§ Work instructions: Copy each line below in which the string "sentiments" occurs.

§ Stored data:
//! Concept bucketing of sentiment-tagged posts.
//!
//! A post stays in the concept it was searched under only if its text
//! contains one of that concept's keywords; otherwise it lands in the
//! fallback bucket. Every well-formed post ends up in exactly one bucket.

use pulso_core::{BucketKey, Concept, Post, PostMeta, Sentiment, SentimentCounts};
use serde::ser::{Serialize, Serializer};
use thiserror::Error;

const UNMATCHED_EXPLANATION: &str =
    "No contiene palabras clave específicas, pero fue capturado en la búsqueda.";

/// A post record rejected at the classifier boundary.
#[derive(Debug, Clone, PartialEq, Eq, Error)]
pub enum MalformedRecord {
    #[error("post #{index} has no concept tag")]
    MissingConcept { index: usize },

    #[error("post #{index} has empty text")]
    EmptyText { index: usize },
}

/// A post as it appears inside a bucket.
#[derive(Debug, Clone, PartialEq, Eq, serde::Serialize)]
pub struct ClassifiedPost {
    pub text: String,
    pub explanation: String,
    pub sentiment: Sentiment,
    /// Concept whose query captured the post.
    pub searched_concept: Concept,
    /// Keywords of `searched_concept` present in the text; empty in the fallback bucket.
    pub matched_keywords: Vec<&'static str>,
    pub meta: PostMeta,
}

/// Posts of one bucket and their sentiment tally.
///
/// Only [`ConceptBucket::push`] mutates a bucket, so the tally total always
/// equals the number of posts.
#[derive(Debug, Clone, Default, PartialEq, Eq, serde::Serialize)]
pub struct ConceptBucket {
    tweets: Vec<ClassifiedPost>,
    sentiments: SentimentCounts,
}

impl ConceptBucket {
    pub fn push(&mut self, post: ClassifiedPost) {
        self.sentiments.record(post.sentiment);
        self.tweets.push(post);
    }

    #[must_use]
    pub fn posts(&self) -> &[ClassifiedPost] {
        &self.tweets
    }

    #[must_use]
    pub fn counts(&self) -> SentimentCounts {
        self.sentiments
    }

    #[must_use]
    pub fn len(&self) -> usize {
        self.tweets.len()
    }

    #[must_use]
    pub fn is_empty(&self) -> bool {
        self.tweets.is_empty()
    }
}

/// The eleven buckets of one run, plus the records that were rejected.
#[derive(Debug, Clone, Default, PartialEq, Eq)]
pub struct Classification {
    buckets: [ConceptBucket; 11],
    malformed: Vec<MalformedRecord>,
}

fn slot(key: BucketKey) -> usize {
    match key {
        BucketKey::Concept(concept) => concept as usize,
        BucketKey::Unmatched => 10,
    }
}

impl Classification {
    #[must_use]
    pub fn bucket(&self, key: BucketKey) -> &ConceptBucket {
        &self.buckets[slot(key)]
    }

    #[must_use]
    pub fn concept(&self, concept: Concept) -> &ConceptBucket {
        self.bucket(BucketKey::Concept(concept))
    }

    #[must_use]
    pub fn unmatched(&self) -> &ConceptBucket {
        self.bucket(BucketKey::Unmatched)
    }

    /// All buckets in [`BucketKey::ALL`] order.
    pub fn iter(&self) -> impl Iterator<Item = (BucketKey, &ConceptBucket)> {
        BucketKey::ALL.into_iter().map(|key| (key, self.bucket(key)))
    }

    #[must_use]
    pub fn malformed(&self) -> &[MalformedRecord] {
        &self.malformed
    }

    /// Sentiment tally across the ten concept buckets (fallback excluded).
    #[must_use]
    pub fn concept_totals(&self) -> SentimentCounts {
        Concept::ALL
            .iter()
            .fold(SentimentCounts::default(), |acc, c| acc.merged(self.concept(*c).counts()))
    }

    /// `true` when at least one concept bucket holds a post.
    #[must_use]
    pub fn has_concept_data(&self) -> bool {
        Concept::ALL.iter().any(|c| !self.concept(*c).is_empty())
    }

    /// Number of classified posts across all eleven buckets.
    #[must_use]
    pub fn post_count(&self) -> usize {
        self.buckets.iter().map(ConceptBucket::len).sum()
    }

    fn place(&mut self, key: BucketKey, post: ClassifiedPost) {
        self.buckets[slot(key)].push(post);
    }
}

impl Serialize for Classification {
    fn serialize<S: Serializer>(&self, serializer: S) -> Result<S::Ok, S::Error> {
        serializer.collect_map(self.iter().map(|(key, bucket)| (key.name(), bucket)))
    }
}

fn validate(index: usize, post: &Post) -> Result<Concept, MalformedRecord> {
    let concept = post
        .concept
        .ok_or(MalformedRecord::MissingConcept { index })?;
    if post.text.trim().is_empty() {
        return Err(MalformedRecord::EmptyText { index });
    }
    Ok(concept)
}

/// Buckets `posts` by keyword match against the concept each was searched under.
pub fn classify_posts(posts: impl IntoIterator<Item = Post>) -> Classification {
    let mut classification = Classification::default();

    for (index, post) in posts.into_iter().enumerate() {
        let concept = match validate(index, &post) {
            Ok(concept) => concept,
            Err(e) => {
                tracing::warn!(error = %e, "skipping malformed post record");
                classification.malformed.push(e);
                continue;
            }
        };

        let matched_keywords = concept.matching_keywords(&post.text);
        let (key, explanation) = if matched_keywords.is_empty() {
            (BucketKey::Unmatched, UNMATCHED_EXPLANATION.to_owned())
        } else {
            (
                BucketKey::Concept(concept),
                format!(
                    "Identificado en búsqueda específica para {concept}: {}",
                    concept.keywords().join(", ")
                ),
            )
        };

        classification.place(
            key,
            ClassifiedPost {
                text: post.text,
                explanation,
                sentiment: post.sentiment,
                searched_concept: concept,
                matched_keywords,
                meta: post.meta,
            },
        );
    }

    classification
}

#[cfg(test)]
mod tests {
    use super::*;

    fn untagged(text: &str) -> Post {
        Post {
            concept: None,
            ..Post::new(text, Concept::Salud, Sentiment::Neutral)
        }
    }

    #[test]
    fn empty_input_yields_eleven_empty_buckets() {
        let classification = classify_posts(Vec::new());
        assert_eq!(classification.iter().count(), 11);
        assert!(classification.iter().all(|(_, b)| b.is_empty()));
        assert!(!classification.has_concept_data());
    }

    #[test]
    fn keyword_match_stays_in_searched_concept() {
        let classification = classify_posts(vec![Post::new(
            "Faltan VACUNAS en el centro de salud",
            Concept::Salud,
            Sentiment::Negative,
        )]);
        let bucket = classification.concept(Concept::Salud);
        assert_eq!(bucket.len(), 1);
        assert_eq!(bucket.counts().negative, 1);
        let post = &bucket.posts()[0];
        assert_eq!(post.matched_keywords, vec!["salud", "vacunas"]);
        assert_eq!(
            post.explanation,
            "Identificado en búsqueda específica para salud: salud, hospitales, clínicas, pandemia, vacunas"
        );
        assert!(classification.unmatched().is_empty());
    }

    #[test]
    fn no_keyword_goes_to_fallback_bucket() {
        let classification = classify_posts(vec![Post::new(
            "Qué lindo día en el parque",
            Concept::Seguridad,
            Sentiment::Positive,
        )]);
        assert!(classification.concept(Concept::Seguridad).is_empty());
        let fallback = classification.unmatched();
        assert_eq!(fallback.len(), 1);
        assert_eq!(fallback.counts().positive, 1);
        assert_eq!(fallback.posts()[0].explanation, UNMATCHED_EXPLANATION);
        assert_eq!(fallback.posts()[0].searched_concept, Concept::Seguridad);
    }

    #[test]
    fn keyword_of_another_concept_does_not_count() {
        // "salud" belongs to a different concept than the one searched.
        let classification = classify_posts(vec![Post::new(
            "La salud mental importa",
            Concept::Educacion,
            Sentiment::Neutral,
        )]);
        assert!(classification.concept(Concept::Salud).is_empty());
        assert_eq!(classification.unmatched().len(), 1);
    }

    #[test]
    fn malformed_records_are_skipped_and_not_counted() {
        let classification = classify_posts(vec![
            untagged("sin concepto"),
            Post::new("   ", Concept::Salud, Sentiment::Negative),
            Post::new("hospitales llenos", Concept::Salud, Sentiment::Negative),
        ]);
        assert_eq!(
            classification.malformed(),
            &[
                MalformedRecord::MissingConcept { index: 0 },
                MalformedRecord::EmptyText { index: 1 }
            ]
        );
        assert_eq!(classification.post_count(), 1);
    }

    #[test]
    fn every_post_lands_in_exactly_one_bucket_and_tallies_match() {
        let mut posts = Vec::new();
        let sentiments = [Sentiment::Positive, Sentiment::Negative, Sentiment::Neutral];
        for (i, concept) in Concept::ALL.into_iter().enumerate() {
            let keyword = concept.keywords()[0];
            posts.push(Post::new(
                format!("hablemos de {keyword}"),
                concept,
                sentiments[i % 3],
            ));
            posts.push(Post::new("nada relacionado", concept, sentiments[(i + 1) % 3]));
        }
        let input_len = posts.len();

        let classification = classify_posts(posts);
        assert_eq!(classification.post_count(), input_len);
        for (key, bucket) in classification.iter() {
            assert_eq!(bucket.counts().total(), bucket.len(), "tally mismatch in {}", key.name());
        }
        for concept in Concept::ALL {
            assert_eq!(classification.concept(concept).len(), 1);
        }
        assert_eq!(classification.unmatched().len(), 10);
    }

    #[test]
    fn concept_totals_exclude_fallback() {
        let classification = classify_posts(vec![
            Post::new("seguridad ya", Concept::Seguridad, Sentiment::Negative),
            Post::new("otra cosa", Concept::Seguridad, Sentiment::Positive),
        ]);
        let totals = classification.concept_totals();
        assert_eq!(totals.total(), 1);
        assert_eq!(totals.negative, 1);
    }

    #[test]
    fn serializes_buckets_by_name() {
        let classification = classify_posts(vec![Post::new(
            "crimen en el barrio",
            Concept::Seguridad,
            Sentiment::Negative,
        )]);
        let json = serde_json::to_value(&classification).unwrap();
        assert_eq!(json["seguridad"]["sentiments"]["negativo"], 1);
        assert_eq!(json["seguridad"]["tweets"][0]["sentiment"], "negativo");
        assert!(json["Ninguno"]["tweets"].as_array().unwrap().is_empty());
    }
}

§ Task answer:
    sentiments: SentimentCounts,
        self.sentiments.record(post.sentiment);
        self.sentiments
        let sentiments = [Sentiment::Positive, Sentiment::Negative, Sentiment::Neutral];
                sentiments[i % 3],
            posts.push(Post::new("nada relacionado", concept, sentiments[(i + 1) % 3]));
        assert_eq!(json["seguridad"]["sentiments"]["negativo"], 1);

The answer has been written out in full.